# The Unapologetic Mathematician

## Building Charts from Vector Fields

Sorry for the delay; I’ve been swamped at my actual job the last couple days.

Anyway, I left off last time by pointing out that coordinate vector fields commute:

$\displaystyle\left[\frac{\partial}{\partial x^i},\frac{\partial}{\partial x^j}\right]=0$

Today I want to show a certain converse: if we have $k$ vector fields $X_1,\dots,X_k$ on some open region $V\subseteq M^n$ that are linearly independent at some $p\in V$ and which commute — $[X_i,X_j]=0$ for all $i$ and $j$ — then we can find some coordinate chart $(U,x)$ around $p$ so that the $X_i$ are the first $k$ coordinate vector fields.
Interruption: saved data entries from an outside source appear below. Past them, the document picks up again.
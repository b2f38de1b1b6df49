//! Feed reconciliation
//!
//! This module merges one page of the external feed into the ledger. The
//! reconciler is pure: it reads the committed [`LedgerState`] and returns the
//! next one, leaving persistence to [`crate::core::LedgerStore`].
//!
//! The algorithm enforces:
//! - Idempotence: records at or below the watermark are dropped, so a replayed
//!   page changes nothing
//! - Chronological order: new records are appended oldest first, never
//!   interleaved with older entries
//! - All-or-nothing: one malformed record aborts the whole cycle
//! - Visibility of truncation: a full page appends an anomaly marker

use crate::core::ledger_store::ensure_supported_version;
use crate::core::stacker;
use crate::types::{
    FeedSnapshot, Initiator, LedgerError, LedgerState, Operation, OperationKind, RawTransaction,
    Timestamp, TransactionAction, DRIFT_TOLERANCE, FEED_PAGE_LIMIT,
};
use rust_decimal::Decimal;
use tracing::{debug, info, warn};

/// Drift above tolerance after a reconciliation
///
/// Not an error: the cycle still commits, the mismatch is only reported.
#[derive(Debug, Clone, PartialEq)]
pub struct DriftWarning {
    /// Absolute mismatch
    pub drift: Decimal,
    /// Balance reported by the external source
    pub balance: Decimal,
    /// Sum of member balances and interest
    pub accounted: Decimal,
}

/// Outcome of one reconciliation cycle
#[derive(Debug, Clone, PartialEq)]
pub struct Reconciliation {
    /// The ledger to commit
    pub state: LedgerState,
    /// Raw records accepted in this cycle
    pub accepted: usize,
    /// Whether the page was full and an anomaly marker was appended
    pub truncated: bool,
    /// Present when drift exceeds tolerance
    pub drift_warning: Option<DriftWarning>,
}

/// Reconcile a feed snapshot against the committed ledger
///
/// Processing steps:
/// 1. Keep raw records newer than the watermark, sorted chronologically
/// 2. Classify each one into a purse or interest operation
/// 3. Append an anomaly marker (at `now`) if the page was full
/// 4. Fold the new operations into the ledger, stacking repeats
/// 5. Apply purse amounts to member balances and interest to the interest total
/// 6. Advance the watermark to the newest accepted record
/// 7. Record the reported balance and capacity and recompute drift
///
/// # Arguments
///
/// * `state` - The committed ledger
/// * `snapshot` - Raw page plus authoritative balance and capacity
/// * `now` - Process time, used for the anomaly marker
///
/// # Errors
///
/// Returns an error if:
/// - The ledger is not at the supported schema version
/// - A new raw record cannot be classified (empty name, negative amount,
///   interest withdrawal)
/// - A balance update would overflow
pub fn reconcile(
    state: &LedgerState,
    snapshot: &FeedSnapshot,
    now: Timestamp,
) -> Result<Reconciliation, LedgerError> {
    ensure_supported_version(state.version)?;

    let mut fresh: Vec<&RawTransaction> = snapshot
        .transactions
        .iter()
        .filter(|raw| raw.timestamp > state.last_processed_timestamp)
        .collect();
    fresh.sort_by_key(|raw| raw.timestamp);

    // Classify everything before touching the next state
    let mut batch = fresh
        .iter()
        .map(|raw| classify(raw))
        .collect::<Result<Vec<_>, _>>()?;

    let mut next = state.clone();
    for operation in &batch {
        debug!(%operation, timestamp = operation.timestamp, "new operation");
        apply_balance_effect(&mut next, operation)?;
    }

    let truncated = fresh.len() >= FEED_PAGE_LIMIT;
    if truncated {
        warn!(
            accepted = fresh.len(),
            "feed page is full, older transactions may have been missed"
        );
        batch.push(Operation::anomaly_marker(now));
    }

    if let Some(newest) = fresh.last() {
        next.last_processed_timestamp = newest.timestamp;
    }

    stacker::fold_into(&mut next.operations, batch);

    next.balance = snapshot.balance;
    next.max_balance = snapshot.max_balance;
    next.drift = next.compute_drift(snapshot.balance)?;

    let accounted = next.accounted()?;
    let drift_warning = (next.drift > DRIFT_TOLERANCE).then(|| {
        let warning = DriftWarning {
            drift: next.drift,
            balance: snapshot.balance,
            accounted,
        };
        warn!(
            drift = %warning.drift,
            balance = %warning.balance,
            accounted = %warning.accounted,
            "ledger drifted from reported balance"
        );
        warning
    });

    info!(accepted = fresh.len(), drift = %next.drift, "reconciled feed page");

    Ok(Reconciliation {
        state: next,
        accepted: fresh.len(),
        truncated,
        drift_warning,
    })
}

/// Turn one raw record into a ledger operation
///
/// # Errors
///
/// Returns `MalformedRecord` if the initiator cannot be normalized, the
/// amount is negative, or the bank interest actor withdraws.
pub fn classify(raw: &RawTransaction) -> Result<Operation, LedgerError> {
    if raw.amount < Decimal::ZERO {
        return Err(LedgerError::malformed_record(
            raw.timestamp,
            format!("negative amount {}", raw.amount),
        ));
    }

    let operation = match (raw.initiator_name.normalize(raw.timestamp)?, raw.action) {
        (Initiator::BankInterest, TransactionAction::Deposit) => {
            Operation::bank_interest(raw.amount, raw.timestamp)
        }
        (Initiator::BankInterest, TransactionAction::Withdraw) => {
            return Err(LedgerError::malformed_record(
                raw.timestamp,
                "bank interest cannot withdraw",
            ))
        }
        (Initiator::Member(username), TransactionAction::Deposit) => {
            Operation::purse(username, raw.amount, raw.timestamp)
        }
        (Initiator::Member(username), TransactionAction::Withdraw) => {
            Operation::purse(username, -raw.amount, raw.timestamp)
        }
    };

    Ok(operation)
}

/// Apply what a freshly classified operation does to balances
///
/// Transfers and markers never move balances during reconciliation.
fn apply_balance_effect(
    state: &mut LedgerState,
    operation: &Operation,
) -> Result<(), LedgerError> {
    match &operation.kind {
        OperationKind::PlayerPurse { amount, username } => {
            let balance = state.users.entry(username.clone()).or_insert(Decimal::ZERO);
            *balance = balance
                .checked_add(*amount)
                .ok_or_else(|| LedgerError::arithmetic_overflow("purse", username.as_str()))?;
        }
        OperationKind::BankInterest { amount } => {
            state.bank_interest = state
                .bank_interest
                .checked_add(*amount)
                .ok_or_else(|| LedgerError::arithmetic_overflow("interest", "bank"))?;
        }
        OperationKind::PlayerTransfer { .. } | OperationKind::AnomalyMarker => {}
    }
    Ok(())
}
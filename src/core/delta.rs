//! Recent balance changes per member
//!
//! Answers "who put in or took out how much lately" by summing the ledger
//! entries of a trailing time window.

use crate::types::{LedgerError, Operation, OperationKind, Timestamp, Username};
use rust_decimal::Decimal;
use serde::Serialize;
use std::collections::BTreeMap;

/// Default trailing window: 24 hours
pub const DELTA_WINDOW_MILLIS: u64 = 86_400_000;

/// Net change of one member's balance over the window
#[derive(Debug, Clone, PartialEq, Serialize)]
pub struct UserDelta {
    pub username: Username,
    pub delta: Decimal,
}

/// Compute net balance changes over the `window` preceding `now`
///
/// The ledger is scanned from newest to oldest; the first operation at least
/// `window` old is the boundary and every operation after it is recent. When
/// no operation is that old, the whole ledger is recent.
///
/// Purse operations count for their member, transfers for their receiver,
/// each multiplied by its repeat count. Interest and markers are ignored.
///
/// Members whose net change is zero are left out. The result is sorted by
/// delta, largest first, ties broken by username.
///
/// # Errors
///
/// `ArithmeticOverflow` if a member's sum does not fit a decimal.
pub fn deltas(
    operations: &[Operation],
    now: Timestamp,
    window: u64,
) -> Result<Vec<UserDelta>, LedgerError> {
    let recent = match operations
        .iter()
        .rposition(|op| now.saturating_sub(op.timestamp) >= window)
    {
        Some(boundary) => &operations[boundary + 1..],
        None => operations,
    };

    let mut totals: BTreeMap<&Username, Decimal> = BTreeMap::new();
    for operation in recent {
        let username = match &operation.kind {
            OperationKind::PlayerPurse { username, .. } => username,
            OperationKind::PlayerTransfer { receiver, .. } => receiver,
            OperationKind::BankInterest { .. } | OperationKind::AnomalyMarker => continue,
        };
        let total = totals.entry(username).or_insert(Decimal::ZERO);
        *total = total
            .checked_add(operation.total_amount()?)
            .ok_or_else(|| LedgerError::arithmetic_overflow("delta", username.as_str()))?;
    }

    let mut result: Vec<UserDelta> = totals
        .into_iter()
        .filter(|(_, delta)| !delta.is_zero())
        .map(|(username, delta)| UserDelta {
            username: username.clone(),
            delta,
        })
        .collect();
    result.sort_by(|a, b| {
        b.delta
            .cmp(&a.delta)
            .then_with(|| a.username.cmp(&b.username))
    });
    Ok(result)
}

#[cfg(test)]
mod tests {
    use super::*;
    use rstest::rstest;

    const HOUR: u64 = 3_600_000;
    const NOW: u64 = 100 * HOUR;

    fn coins(amount: i64) -> Decimal {
        Decimal::new(amount, 0)
    }

    fn purse(name: &str, amount: i64, timestamp: u64) -> Operation {
        Operation::purse(Username::new(name), coins(amount), timestamp)
    }

    fn as_pairs(deltas: &[UserDelta]) -> Vec<(&str, Decimal)> {
        deltas
            .iter()
            .map(|d| (d.username.as_str(), d.delta))
            .collect()
    }

    #[test]
    fn test_only_operations_after_boundary_count() {
        let operations = vec![
            purse("Alice", 1000, NOW - 48 * HOUR),
            purse("Alice", 500, NOW - 24 * HOUR),
            purse("Alice", 20, NOW - 2 * HOUR),
            purse("Bob", -30, NOW - HOUR),
        ];

        let result = deltas(&operations, NOW, DELTA_WINDOW_MILLIS).unwrap();

        assert_eq!(
            as_pairs(&result),
            vec![("Alice", coins(20)), ("Bob", coins(-30))]
        );
    }

    #[test]
    fn test_whole_ledger_is_recent_without_old_entries() {
        let operations = vec![purse("Alice", 10, NOW - 3 * HOUR), purse("Bob", 5, NOW)];

        let result = deltas(&operations, NOW, DELTA_WINDOW_MILLIS).unwrap();

        assert_eq!(
            as_pairs(&result),
            vec![("Alice", coins(10)), ("Bob", coins(5))]
        );
    }

    #[test]
    fn test_transfers_credit_receiver_and_interest_is_ignored() {
        let operations = vec![
            Operation::transfer(
                Username::new("Alice"),
                Username::new("Bob"),
                coins(40),
                NOW - HOUR,
            ),
            Operation::bank_interest(coins(1000), NOW - HOUR),
            Operation::anomaly_marker(NOW - HOUR),
        ];

        let result = deltas(&operations, NOW, DELTA_WINDOW_MILLIS).unwrap();

        assert_eq!(as_pairs(&result), vec![("Bob", coins(40))]);
    }

    #[test]
    fn test_stacked_operations_count_every_repeat() {
        let mut stacked = purse("Alice", 100, NOW - HOUR);
        stacked.repeat_count = 3;

        let result = deltas(&[stacked], NOW, DELTA_WINDOW_MILLIS).unwrap();

        assert_eq!(as_pairs(&result), vec![("Alice", coins(300))]);
    }

    #[test]
    fn test_zero_net_change_is_omitted() {
        let operations = vec![
            purse("Alice", 100, NOW - 2 * HOUR),
            purse("Alice", -100, NOW - HOUR),
            purse("Bob", 1, NOW),
        ];

        let result = deltas(&operations, NOW, DELTA_WINDOW_MILLIS).unwrap();

        assert_eq!(as_pairs(&result), vec![("Bob", coins(1))]);
    }

    #[test]
    fn test_sorted_by_delta_then_name() {
        let operations = vec![
            purse("Carol", 5, NOW),
            purse("Bob", 50, NOW),
            purse("Alice", 5, NOW),
            purse("Dave", -10, NOW),
        ];

        let result = deltas(&operations, NOW, DELTA_WINDOW_MILLIS).unwrap();

        assert_eq!(
            as_pairs(&result),
            vec![
                ("Bob", coins(50)),
                ("Alice", coins(5)),
                ("Carol", coins(5)),
                ("Dave", coins(-10)),
            ]
        );
    }

    #[rstest]
    #[case::repeated(vec![(Decimal::MAX, 2)], "repeat")]
    #[case::summed(vec![(Decimal::MAX, 1), (Decimal::MAX, 1)], "delta")]
    fn test_overflowing_sum_is_an_error(
        #[case] entries: Vec<(Decimal, u32)>,
        #[case] expected_operation: &str,
    ) {
        let operations: Vec<Operation> = entries
            .into_iter()
            .map(|(amount, repeat_count)| {
                let mut op = Operation::purse(Username::new("Alice"), amount, NOW);
                op.repeat_count = repeat_count;
                op
            })
            .collect();

        let result = deltas(&operations, NOW, DELTA_WINDOW_MILLIS);

        assert!(matches!(
            result,
            Err(LedgerError::ArithmeticOverflow { operation, .. }) if operation == expected_operation
        ));
    }

    #[test]
    fn test_empty_ledger() {
        assert!(deltas(&[], NOW, DELTA_WINDOW_MILLIS).unwrap().is_empty());
    }
}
That is,

$\displaystyle\frac{\partial}{\partial x^i}=X_i\vert_U$

In particular, if $X$ is a vector field with $X_p\neq0$ then there is a coordinate chart $(U,x)$ around $p$ with $\frac{\partial}{\partial x^1}=X\vert_U$.

If $(U,x)$ is any chart, then we can describe the $i$th coordinate vector field by saying it’s the unique vector field on $U$ that is $x$-related to the $i$th partial derivative in $\mathbb{R}^n$. That is, we’re trying to prove that: $x_*\circ X_i\circ x^{-1}=D_i$ on $x(U)$.
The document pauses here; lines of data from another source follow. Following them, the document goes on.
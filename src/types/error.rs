//! Error types for the co-op ledger
//!
//! This module defines all error types that can occur while reconciling the
//! feed, applying transfers, or persisting the ledger.
//!
//! # Error Categories
//!
//! - **Feed Errors**: the external source could not be fetched or decoded
//! - **Schema Errors**: the persisted ledger is not at the supported version
//! - **Record Errors**: a raw feed record cannot be classified
//! - **Transfer Errors**: unknown or reserved users, non-positive amounts
//! - **Storage Errors**: I/O, JSON and CSV failures
//!
//! Drift above tolerance is deliberately not an error, see
//! [`crate::core::reconciler::DriftWarning`].

use crate::types::Timestamp;
use rust_decimal::Decimal;
use thiserror::Error;

/// Main error type for the ledger
///
/// Every variant leaves the committed ledger untouched: mutations are only
/// swapped in after a successful flush.
#[derive(Debug, Clone, PartialEq, Error)]
pub enum LedgerError {
    /// The external feed could not be fetched
    ///
    /// The current cycle is skipped and retried on the next tick.
    #[error("Feed fetch failed: {message}")]
    FeedFetch {
        /// Transport, status or API-level cause
        message: String,
    },

    /// The persisted ledger is not at the supported schema version
    ///
    /// Fatal at startup.
    #[error("Unsupported ledger version {found} (expected {expected}): {reason}")]
    SchemaVersion {
        /// Version found on disk
        found: u64,
        /// Version this build operates on
        expected: u64,
        /// Why the version cannot be used
        reason: String,
    },

    /// A raw feed record could not be classified
    ///
    /// Aborts the whole reconciliation cycle, nothing is flushed.
    #[error("Malformed feed record at {timestamp}: {reason}")]
    MalformedRecord {
        /// Timestamp of the offending record
        timestamp: Timestamp,
        /// What is wrong with it
        reason: String,
    },

    /// A transfer references a user absent from the ledger
    #[error("Unknown user '{username}'")]
    UnknownUser {
        /// The missing username
        username: String,
    },

    /// A transfer references the reserved bank interest actor
    #[error("'{username}' is a reserved actor and cannot take part in a transfer")]
    ReservedActor {
        /// The reserved name that was used
        username: String,
    },

    /// A transfer amount is zero or negative
    #[error("Invalid transfer amount {amount}: must be greater than 0")]
    InvalidAmount {
        /// The rejected amount
        amount: Decimal,
    },

    /// Arithmetic overflow would occur
    ///
    /// The operation is rejected to keep balances consistent.
    #[error("Arithmetic overflow in {operation} for '{username}'")]
    ArithmeticOverflow {
        /// Operation that would overflow
        operation: String,
        /// Balance being updated
        username: String,
    },

    /// Ledger file not found at the specified path
    ///
    /// Fatal at startup; `init` creates a fresh ledger.
    #[error("File not found: {path}")]
    FileNotFound {
        /// The path that was not found
        path: String,
    },

    /// I/O error while reading or writing the ledger file
    #[error("I/O error: {message}")]
    Io {
        /// Description of the I/O error
        message: String,
    },

    /// JSON encoding or decoding failed
    #[error("Serialization error: {message}")]
    Serialization {
        /// Description of the encoding error
        message: String,
    },

    /// CSV output failed
    #[error("CSV error: {message}")]
    Csv {
        /// Description of the CSV error
        message: String,
    },

    /// A command line could not be parsed
    #[error("Invalid command '{input}': {reason}")]
    InvalidCommand {
        /// The raw command line
        input: String,
        /// Why it was rejected
        reason: String,
    },

    /// The ledger service is no longer running
    #[error("Ledger service unavailable")]
    ServiceUnavailable,
}

impl From<std::io::Error> for LedgerError {
    fn from(error: std::io::Error) -> Self {
        LedgerError::Io {
            message: error.to_string(),
        }
    }
}

impl From<serde_json::Error> for LedgerError {
    fn from(error: serde_json::Error) -> Self {
        LedgerError::Serialization {
            message: error.to_string(),
        }
    }
}

impl From<csv::Error> for LedgerError {
    fn from(error: csv::Error) -> Self {
        LedgerError::Csv {
            message: error.to_string(),
        }
    }
}

impl From<reqwest::Error> for LedgerError {
    fn from(error: reqwest::Error) -> Self {
        LedgerError::FeedFetch {
            message: error.to_string(),
        }
    }
}

// Helper functions for creating common errors

impl LedgerError {
    /// Create a FeedFetch error
    pub fn feed_fetch(message: impl Into<String>) -> Self {
        LedgerError::FeedFetch {
            message: message.into(),
        }
    }

    /// Create a SchemaVersion error
    pub fn schema_version(found: u64, expected: u64, reason: &str) -> Self {
        LedgerError::SchemaVersion {
            found,
            expected,
            reason: reason.to_string(),
        }
    }

    /// Create a MalformedRecord error
    pub fn malformed_record(timestamp: Timestamp, reason: impl Into<String>) -> Self {
        LedgerError::MalformedRecord {
            timestamp,
            reason: reason.into(),
        }
    }

    /// Create an UnknownUser error
    pub fn unknown_user(username: &str) -> Self {
        LedgerError::UnknownUser {
            username: username.to_string(),
        }
    }

    /// Create a ReservedActor error
    pub fn reserved_actor(username: &str) -> Self {
        LedgerError::ReservedActor {
            username: username.to_string(),
        }
    }

    /// Create an InvalidAmount error
    pub fn invalid_amount(amount: Decimal) -> Self {
        LedgerError::InvalidAmount { amount }
    }

    /// Create an ArithmeticOverflow error
    pub fn arithmetic_overflow(operation: &str, username: &str) -> Self {
        LedgerError::ArithmeticOverflow {
            operation: operation.to_string(),
            username: username.to_string(),
        }
    }

    /// Create an InvalidCommand error
    pub fn invalid_command(input: &str, reason: impl Into<String>) -> Self {
        LedgerError::InvalidCommand {
            input: input.to_string(),
            reason: reason.into(),
        }
    }
}

#[cfg(test)]
mod tests {
    use super::*;
    use rstest::rstest;

    #[rstest]
    #[case::file_not_found(
        LedgerError::FileNotFound { path: "data.json".to_string() },
        "File not found: data.json"
    )]
    #[case::feed_fetch(
        LedgerError::FeedFetch { message: "timed out".to_string() },
        "Feed fetch failed: timed out"
    )]
    #[case::schema_version(
        LedgerError::SchemaVersion { found: 2, expected: 3, reason: "no migration yet".to_string() },
        "Unsupported ledger version 2 (expected 3): no migration yet"
    )]
    #[case::malformed_record(
        LedgerError::MalformedRecord { timestamp: 1001, reason: "empty initiator name".to_string() },
        "Malformed feed record at 1001: empty initiator name"
    )]
    #[case::unknown_user(
        LedgerError::UnknownUser { username: "Ghost".to_string() },
        "Unknown user 'Ghost'"
    )]
    #[case::reserved_actor(
        LedgerError::ReservedActor { username: "@bank-interest".to_string() },
        "'@bank-interest' is a reserved actor and cannot take part in a transfer"
    )]
    #[case::invalid_amount(
        LedgerError::InvalidAmount { amount: Decimal::new(-5, 0) },
        "Invalid transfer amount -5: must be greater than 0"
    )]
    #[case::invalid_command(
        LedgerError::InvalidCommand { input: "dance".to_string(), reason: "unknown command".to_string() },
        "Invalid command 'dance': unknown command"
    )]
    #[case::arithmetic_overflow(
        LedgerError::ArithmeticOverflow { operation: "transfer".to_string(), username: "Bob".to_string() },
        "Arithmetic overflow in transfer for 'Bob'"
    )]
    #[case::service_unavailable(LedgerError::ServiceUnavailable, "Ledger service unavailable")]
    fn test_error_display(#[case] error: LedgerError, #[case] expected: &str) {
        assert_eq!(error.to_string(), expected);
    }

    #[rstest]
    #[case::unknown_user(
        LedgerError::unknown_user("Ghost"),
        LedgerError::UnknownUser { username: "Ghost".to_string() }
    )]
    #[case::reserved_actor(
        LedgerError::reserved_actor("Bank Interest"),
        LedgerError::ReservedActor { username: "Bank Interest".to_string() }
    )]
    #[case::schema_version(
        LedgerError::schema_version(1, 3, "too old"),
        LedgerError::SchemaVersion { found: 1, expected: 3, reason: "too old".to_string() }
    )]
    #[case::malformed_record(
        LedgerError::malformed_record(7, "negative amount"),
        LedgerError::MalformedRecord { timestamp: 7, reason: "negative amount".to_string() }
    )]
    fn test_helper_functions(#[case] result: LedgerError, #[case] expected: LedgerError) {
        assert_eq!(result, expected);
    }

    #[test]
    fn test_io_error_conversion() {
        let io_error =
            std::io::Error::new(std::io::ErrorKind::PermissionDenied, "Permission denied");
        let error: LedgerError = io_error.into();
        assert!(matches!(error, LedgerError::Io { .. }));
        assert_eq!(error.to_string(), "I/O error: Permission denied");
    }

    #[test]
    fn test_json_error_conversion() {
        let json_error = serde_json::from_str::<u64>("not json").unwrap_err();
        let error: LedgerError = json_error.into();
        assert!(matches!(error, LedgerError::Serialization { .. }));
    }
}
In fact, we can further simplify our claim by assuming that $M=\mathbb{R}^n$, $p=0$, and $X_{i0}=D_{i0}$ — that the vector fields agree at the point $0\in\mathbb{R}^n$. Indeed, if $z$ is any coordinate map taking $p$ to $0$ then we can define the vector fields $Y_i=z_*\circ X_i\circ z^{-1}$ on $\mathbb{R}^n$. These must have vanishing brackets because we can calculate:

\displaystyle\begin{aligned}{}[Y_i,Y_j]&=[z_*\circ X_i\circ z^{-1},z_*\circ X_j\circ z^{-1}]\\&=z_*\circ[X_i,X_j]\circ z^{-1}\\&=z_*\circ0\circ z^{-1}=0\end{aligned}

What’s more, if $y$ is a local diffeomorphism of $\mathbb{R}^n$ with $y_*\circ Y_i\circ y^{-1}=D_i$, then $x=y\circ z$ is a coordinate map satisfying our assertion.

Now, let $\Phi^i_t$ be the flow of $X_i$, and let $W$ be a small enough neighborhood of $0$ that we can define $f:W\to\mathbb{R}^n$ by

$\displaystyle f(a_1,\dots,a_n)=\left[\Phi^1_{a_1}\circ\dots\circ\Phi^k_{a_k}\right](0,\dots,0,a_{k+1},\dots,a_n)$

The order that the flows come in here doesn’t matter, since we’re assuming that the $X_i$ — and thus their flows — commute. Anyway, given any smooth test function $\phi$ on $\mathbb{R}^n$ we can check

\displaystyle\begin{aligned}\left(f_*D_1\right)_a\phi&=\left(D_1\right)_a(\phi\circ f)\\&=\lim\limits_{h\to0}\frac{1}{h}\left[\left[\phi\circ f\right](a_1+h,a_2,\dots,a_n)-\left[\phi\circ f\right](a_1,a_2,\dots,a_n)\right]\\&=\lim\limits_{h\to0}\frac{1}{h}\left[\left[\phi\circ\Phi^1_{a_1+h}\circ\dots\circ\Phi^k_{a_k}\right](0,\dots,0,a_{k+1},\dots,a_n)-\left[\phi\circ f\right](a)\right]\\&=\lim\limits_{h\to0}\frac{1}{h}\left[\left[\phi\circ\Phi_h\circ\Phi^1_{a_1}\circ\dots\circ\Phi^k_{a_k}\right](0,\dots,0,a_{k+1},\dots,a_n)-\left[\phi\circ f\right](a)\right]\\&=\lim\limits_{h\to0}\frac{1}{h}\left[\left[\phi\circ\Phi_h\right](a)-\left[\phi\circ f\right](a)\right]\\&=\left(X_1\right)_{f(a)}(\phi)\end{aligned}

That is, $f_*D_1=X_1\circ f$. To see this for any other $X_i$, simply swap around the flows to bring $\Phi^i_t$ to the front.

We can also check that

\displaystyle\begin{aligned}\left(f_*D_{k+i}\right)_0\phi&=\left(D_{k+i}\right)_0(\phi\circ f)\\&=\lim\limits_{h\to0}\frac{1}{h}\left[\left[\phi\circ f\right](0,\dots,0,h,0,\dots,0)-\left[\phi\circ f\right](0,\dots,0)\right]\\&=\lim\limits_{h\to0}\frac{1}{h}\left[\phi(0,\dots,0,h,0,\dots,0)-\phi(0,\dots,0)\right]\\&=\left(D_{k+i}\right)_0\phi\end{aligned}

Thus $f_{*0}$ is the identity transformation on $\mathcal{T}_0\mathbb{R}^n$. The inverse function theorem now tells us that there is a chart $(U,x)$ around $0$ with $x=f^{-1}$, which will then satisfy our assertions.